THE DATA START

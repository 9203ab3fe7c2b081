//! Data provider trait and structured error types.
//!
//! Providers return a `PriceSeries` covering `[start, end]` inclusive by
//! calendar day. Callers decide how to treat `NoDataAvailable`; every other
//! error is a real failure.

use chrono::NaiveDate;
use serde::{Deserialize, Serialize};
use thiserror::Error;

use crate::domain::{Interval, PriceSeries};

#[derive(Debug, Error)]
pub enum DataError {
    #[error("network unreachable: {0}")]
    NetworkUnreachable(String),

    #[error("rate limited by provider (retry after {retry_after_secs}s)")]
    RateLimited { retry_after_secs: u64 },

    #[error("response format changed: {0}")]
    ResponseFormatChanged(String),

    #[error("authentication required: {0}")]
    AuthenticationRequired(String),

    #[error("symbol not found: {symbol}")]
    SymbolNotFound { symbol: String },

    #[error("no {interval} data for {symbol} between {start} and {end}")]
    NoDataAvailable {
        symbol: String,
        interval: Interval,
        start: NaiveDate,
        end: NaiveDate,
    },

    #[error("provider blocked: circuit breaker tripped")]
    CircuitBreakerTripped,

    #[error("failed to build HTTP client: {0}")]
    ClientInit(String),

    #[error("I/O error reading {path}: {source}")]
    Io {
        path: String,
        #[source]
        source: std::io::Error,
    },

    #[error("malformed CSV in {path}: {reason}")]
    Csv { path: String, reason: String },

    #[error("data error: {0}")]
    Other(String),
}

impl DataError {
    pub fn no_data(symbol: &str, interval: Interval, start: NaiveDate, end: NaiveDate) -> Self {
        DataError::NoDataAvailable {
            symbol: symbol.to_string(),
            interval,
            start,
            end,
        }
    }

    /// True for "the provider answered, but there is nothing in that window".
    pub fn is_no_data(&self) -> bool {
        matches!(self, DataError::NoDataAvailable { .. })
    }
}

/// Where the data came from.
#[derive(Debug, Clone, Copy, PartialEq, Eq, Serialize, Deserialize)]
#[serde(rename_all = "snake_case")]
pub enum DataSource {
    YahooFinance,
    CsvImport,
    Synthetic,
    InMemory,
}

/// Result of a successful fetch for a single instrument.
#[derive(Debug, Clone)]
pub struct FetchResult {
    pub series: PriceSeries,
    pub source: DataSource,
}

/// Source of price bars (Yahoo Finance, CSV files, synthetic, in-memory).
pub trait DataProvider: Send + Sync {
    fn name(&self) -> &str;

    /// Fetch bars for `symbol` at `interval` over `[start, end]`.
    ///
    /// Returns `DataError::NoDataAvailable` when the window is empty.
    fn fetch(
        &self,
        symbol: &str,
        start: NaiveDate,
        end: NaiveDate,
        interval: Interval,
    ) -> Result<FetchResult, DataError>;

    /// Whether the provider is currently accepting requests.
    fn is_available(&self) -> bool {
        true
    }
}

impl<P: DataProvider + ?Sized> DataProvider for Box<P> {
    fn name(&self) -> &str {
        (**self).name()
    }

    fn fetch(
        &self,
        symbol: &str,
        start: NaiveDate,
        end: NaiveDate,
        interval: Interval,
    ) -> Result<FetchResult, DataError> {
        (**self).fetch(symbol, start, end, interval)
    }

    fn is_available(&self) -> bool {
        (**self).is_available()
    }
}
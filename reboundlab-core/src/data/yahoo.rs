//! Yahoo Finance data provider.
//!
//! Fetches OHLCV bars from Yahoo's v8 chart API with retry, exponential
//! backoff and a shared circuit breaker. Minute data is requested in 7-day
//! chunks, the widest window Yahoo serves at that resolution. Timestamps are
//! shifted into the exchange's local time so calendar days line up with
//! trading sessions.

use std::sync::Arc;
use std::time::Duration;

use chrono::{DateTime, NaiveDate, NaiveTime};
use serde::Deserialize;

use super::circuit_breaker::CircuitBreaker;
use super::provider::{DataError, DataProvider, DataSource, FetchResult};
use crate::domain::{Interval, PriceBar, PriceSeries};

/// Days per minute-data request.
pub const MINUTE_CHUNK_DAYS: i64 = 7;

#[derive(Debug, Deserialize)]
struct ChartResponse {
    chart: ChartResult,
}

#[derive(Debug, Deserialize)]
struct ChartResult {
    result: Option<Vec<ChartData>>,
    error: Option<ChartError>,
}

#[derive(Debug, Deserialize)]
struct ChartError {
    code: String,
    description: String,
}

#[derive(Debug, Deserialize)]
struct ChartData {
    meta: Option<ChartMeta>,
    timestamp: Option<Vec<i64>>,
    indicators: Indicators,
}

#[derive(Debug, Deserialize)]
struct ChartMeta {
    gmtoffset: Option<i64>,
}

#[derive(Debug, Deserialize)]
struct Indicators {
    quote: Vec<QuoteData>,
}

#[derive(Debug, Deserialize)]
struct QuoteData {
    open: Vec<Option<f64>>,
    high: Vec<Option<f64>>,
    low: Vec<Option<f64>>,
    close: Vec<Option<f64>>,
    volume: Vec<Option<u64>>,
}

pub struct YahooProvider {
    client: reqwest::blocking::Client,
    circuit_breaker: Arc<CircuitBreaker>,
    max_retries: u32,
    base_delay: Duration,
}

impl YahooProvider {
    pub fn new(circuit_breaker: Arc<CircuitBreaker>) -> Result<Self, DataError> {
        let client = reqwest::blocking::Client::builder()
            .timeout(Duration::from_secs(30))
            .user_agent("Mozilla/5.0 (Windows NT 10.0; Win64; x64) AppleWebKit/537.36")
            .build()
            .map_err(|e| DataError::ClientInit(e.to_string()))?;

        Ok(Self {
            client,
            circuit_breaker,
            max_retries: 3,
            base_delay: Duration::from_millis(500),
        })
    }

    pub fn with_retries(mut self, max_retries: u32, base_delay: Duration) -> Self {
        self.max_retries = max_retries;
        self.base_delay = base_delay;
        self
    }

    fn chart_url(symbol: &str, start: NaiveDate, end: NaiveDate, interval: Interval) -> String {
        let start_ts = start.and_time(NaiveTime::MIN).and_utc().timestamp();
        // Exclusive upper bound at the following midnight.
        let end_ts = end
            .succ_opt()
            .unwrap_or(end)
            .and_time(NaiveTime::MIN)
            .and_utc()
            .timestamp();
        format!(
            "https://query2.finance.yahoo.com/v8/finance/chart/{symbol}\
             ?period1={start_ts}&period2={end_ts}&interval={}",
            interval.as_str()
        )
    }

    /// Parse a chart response. An empty window yields an empty vector.
    fn parse_response(
        symbol: &str,
        interval: Interval,
        resp: ChartResponse,
    ) -> Result<Vec<PriceBar>, DataError> {
        let result = match (resp.chart.result, resp.chart.error) {
            (Some(result), _) => result,
            (None, Some(err)) if err.code == "Not Found" => {
                return Err(DataError::SymbolNotFound {
                    symbol: symbol.to_string(),
                })
            }
            (None, Some(err)) => {
                return Err(DataError::ResponseFormatChanged(format!(
                    "{}: {}",
                    err.code, err.description
                )))
            }
            (None, None) => {
                return Err(DataError::ResponseFormatChanged(
                    "empty result with no error".into(),
                ))
            }
        };

        let data = result
            .into_iter()
            .next()
            .ok_or_else(|| DataError::ResponseFormatChanged("result array is empty".into()))?;

        let offset = data.meta.and_then(|m| m.gmtoffset).unwrap_or(0);
        let Some(timestamps) = data.timestamp else {
            return Ok(Vec::new());
        };
        let quote = data
            .indicators
            .quote
            .into_iter()
            .next()
            .ok_or_else(|| DataError::ResponseFormatChanged("no quote data".into()))?;

        let mut bars = Vec::with_capacity(timestamps.len());
        for (i, &ts) in timestamps.iter().enumerate() {
            let local = DateTime::from_timestamp(ts + offset, 0)
                .map(|dt| dt.naive_utc())
                .ok_or_else(|| {
                    DataError::ResponseFormatChanged(format!("invalid timestamp: {ts}"))
                })?;
            let timestamp = match interval {
                Interval::Day => local.date().and_time(NaiveTime::MIN),
                Interval::Minute => local,
            };

            let open = quote.open.get(i).copied().flatten();
            let high = quote.high.get(i).copied().flatten();
            let low = quote.low.get(i).copied().flatten();
            let close = quote.close.get(i).copied().flatten();
            let volume = quote.volume.get(i).copied().flatten();

            // Holidays and halted minutes come back as all-null rows.
            if open.is_none() && high.is_none() && low.is_none() && close.is_none() {
                continue;
            }

            bars.push(PriceBar {
                timestamp,
                open: open.unwrap_or(f64::NAN),
                high: high.unwrap_or(f64::NAN),
                low: low.unwrap_or(f64::NAN),
                close: close.unwrap_or(f64::NAN),
                volume: volume.unwrap_or(0),
            });
        }

        Ok(bars)
    }

    fn fetch_with_retry(
        &self,
        symbol: &str,
        start: NaiveDate,
        end: NaiveDate,
        interval: Interval,
    ) -> Result<Vec<PriceBar>, DataError> {
        let url = Self::chart_url(symbol, start, end, interval);
        let mut last_error = None;

        for attempt in 0..=self.max_retries {
            if attempt > 0 {
                let delay = self.base_delay * 2u32.pow(attempt - 1);
                tracing::debug!(symbol, attempt, ?delay, "retrying Yahoo request");
                std::thread::sleep(delay);
            }

            if !self.circuit_breaker.is_allowed() {
                return Err(DataError::CircuitBreakerTripped);
            }

            let resp = match self.client.get(&url).send() {
                Ok(resp) => resp,
                Err(e) if e.is_connect() || e.is_timeout() => {
                    last_error = Some(DataError::NetworkUnreachable(e.to_string()));
                    continue;
                }
                Err(e) => return Err(DataError::NetworkUnreachable(e.to_string())),
            };

            let status = resp.status();
            if status == reqwest::StatusCode::FORBIDDEN {
                self.circuit_breaker.trip();
                return Err(DataError::CircuitBreakerTripped);
            }
            if status == reqwest::StatusCode::TOO_MANY_REQUESTS {
                self.circuit_breaker.record_failure();
                let retry_after = resp
                    .headers()
                    .get("retry-after")
                    .and_then(|v| v.to_str().ok())
                    .and_then(|v| v.parse::<u64>().ok())
                    .unwrap_or(60);
                tracing::warn!(symbol, retry_after, "rate limited by Yahoo");
                last_error = Some(DataError::RateLimited {
                    retry_after_secs: retry_after,
                });
                continue;
            }
            if status == reqwest::StatusCode::UNAUTHORIZED {
                return Err(DataError::AuthenticationRequired(
                    "Yahoo Finance requires authentication".into(),
                ));
            }
            if status == reqwest::StatusCode::NOT_FOUND {
                return Err(DataError::SymbolNotFound {
                    symbol: symbol.to_string(),
                });
            }
            if !status.is_success() {
                self.circuit_breaker.record_failure();
                last_error = Some(DataError::Other(format!("HTTP {status} for {symbol}")));
                continue;
            }

            let chart: ChartResponse = resp.json().map_err(|e| {
                DataError::ResponseFormatChanged(format!("failed to parse response for {symbol}: {e}"))
            })?;
            let bars = Self::parse_response(symbol, interval, chart)?;
            self.circuit_breaker.record_success();
            return Ok(bars);
        }

        Err(last_error.unwrap_or_else(|| DataError::Other("max retries exceeded".into())))
    }
}

/// Split `[start, end]` into consecutive inclusive windows of at most `days` days.
pub fn chunk_range(start: NaiveDate, end: NaiveDate, days: i64) -> Vec<(NaiveDate, NaiveDate)> {
    let step = chrono::Duration::days(days.max(1));
    let mut chunks = Vec::new();
    let mut chunk_start = start;
    while chunk_start <= end {
        let chunk_end = chunk_start
            .checked_add_signed(step - chrono::Duration::days(1))
            .map_or(end, |d| d.min(end));
        chunks.push((chunk_start, chunk_end));
        match chunk_end.succ_opt() {
            Some(next) => chunk_start = next,
            None => break,
        }
    }
    chunks
}

impl DataProvider for YahooProvider {
    fn name(&self) -> &str {
        "yahoo_finance"
    }

    fn fetch(
        &self,
        symbol: &str,
        start: NaiveDate,
        end: NaiveDate,
        interval: Interval,
    ) -> Result<FetchResult, DataError> {
        let bars = match interval {
            Interval::Day => self.fetch_with_retry(symbol, start, end, interval)?,
            Interval::Minute => {
                let mut bars = Vec::new();
                for (chunk_start, chunk_end) in chunk_range(start, end, MINUTE_CHUNK_DAYS) {
                    let chunk = self.fetch_with_retry(symbol, chunk_start, chunk_end, interval)?;
                    tracing::debug!(
                        symbol,
                        %chunk_start,
                        %chunk_end,
                        bars = chunk.len(),
                        "fetched minute chunk"
                    );
                    bars.extend(chunk);
                }
                bars
            }
        };

        let series = PriceSeries::new(symbol, interval, bars).between(start, end);
        if series.is_empty() {
            return Err(DataError::no_data(symbol, interval, start, end));
        }
        tracing::info!(symbol, %interval, bars = series.len(), "fetched from Yahoo");
        Ok(FetchResult {
            series,
            source: DataSource::YahooFinance,
        })
    }

    fn is_available(&self) -> bool {
        self.circuit_breaker.is_allowed()
    }
}

#[cfg(test)]
mod tests {
    use super::*;

    fn d(y: i32, m: u32, day: u32) -> NaiveDate {
        NaiveDate::from_ymd_opt(y, m, day).unwrap()
    }

    #[test]
    fn chunks_cover_range_without_overlap() {
        let chunks = chunk_range(d(2024, 6, 1), d(2024, 6, 20), 7);
        assert_eq!(
            chunks,
            vec![
                (d(2024, 6, 1), d(2024, 6, 7)),
                (d(2024, 6, 8), d(2024, 6, 14)),
                (d(2024, 6, 15), d(2024, 6, 20)),
            ]
        );
    }

    #[test]
    fn single_day_is_one_chunk() {
        assert_eq!(
            chunk_range(d(2024, 6, 3), d(2024, 6, 3), 7),
            vec![(d(2024, 6, 3), d(2024, 6, 3))]
        );
        assert!(chunk_range(d(2024, 6, 4), d(2024, 6, 3), 7).is_empty());
    }

    #[test]
    fn chunking_stops_at_the_last_representable_day() {
        let start = NaiveDate::MAX.pred_opt().unwrap();
        assert_eq!(
            chunk_range(start, NaiveDate::MAX, 7),
            vec![(start, NaiveDate::MAX)]
        );
        let url = YahooProvider::chart_url("AAPL", start, NaiveDate::MAX, Interval::Day);
        assert!(url.contains("/chart/AAPL?"));
    }

    #[test]
    fn url_carries_interval() {
        let url = YahooProvider::chart_url("AAPL", d(2024, 1, 2), d(2024, 1, 5), Interval::Minute);
        assert!(url.contains("/chart/AAPL?"));
        assert!(url.contains("interval=1m"));
        assert!(url.contains("period1=1704153600"));
    }

    #[test]
    fn parses_minute_response_in_exchange_time() {
        // Minutes from 2024-01-02 14:30 UTC; New York is UTC-5.
        let json = r#"{"chart":{"result":[{
            "meta":{"gmtoffset":-18000},
            "timestamp":[1704205800,1704205860,1704205920],
            "indicators":{"quote":[{
                "open":[100.0,null,101.0],
                "high":[100.5,null,101.5],
                "low":[99.5,null,100.5],
                "close":[100.2,null,101.2],
                "volume":[1000,null,1200]
            }]}
        }],"error":null}}"#;
        let resp: ChartResponse = serde_json::from_str(json).unwrap();
        let bars = YahooProvider::parse_response("AAPL", Interval::Minute, resp).unwrap();

        assert_eq!(bars.len(), 2);
        assert_eq!(
            bars[0].timestamp,
            d(2024, 1, 2).and_hms_opt(9, 30, 0).unwrap()
        );
        assert_eq!(bars[1].volume, 1200);
    }

    #[test]
    fn not_found_maps_to_symbol_error() {
        let json = r#"{"chart":{"result":null,"error":{"code":"Not Found","description":"No data found"}}}"#;
        let resp: ChartResponse = serde_json::from_str(json).unwrap();
        let err = YahooProvider::parse_response("ZZZZ", Interval::Day, resp).unwrap_err();
        assert!(matches!(err, DataError::SymbolNotFound { .. }));
    }

    #[test]
    fn missing_timestamps_is_an_empty_window() {
        let json = r#"{"chart":{"result":[{"meta":{"gmtoffset":0},"indicators":{"quote":[{"open":[],"high":[],"low":[],"close":[],"volume":[]}]}}],"error":null}}"#;
        let resp: ChartResponse = serde_json::from_str(json).unwrap();
        let bars = YahooProvider::parse_response("AAPL", Interval::Day, resp).unwrap();
        assert!(bars.is_empty());
    }
}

THE DATA END

WORK TO COMPLETE. Reply with the number of lines in the data above that contain "tracing", and with nothing else.

SOLUTION TO THIS TASK. 4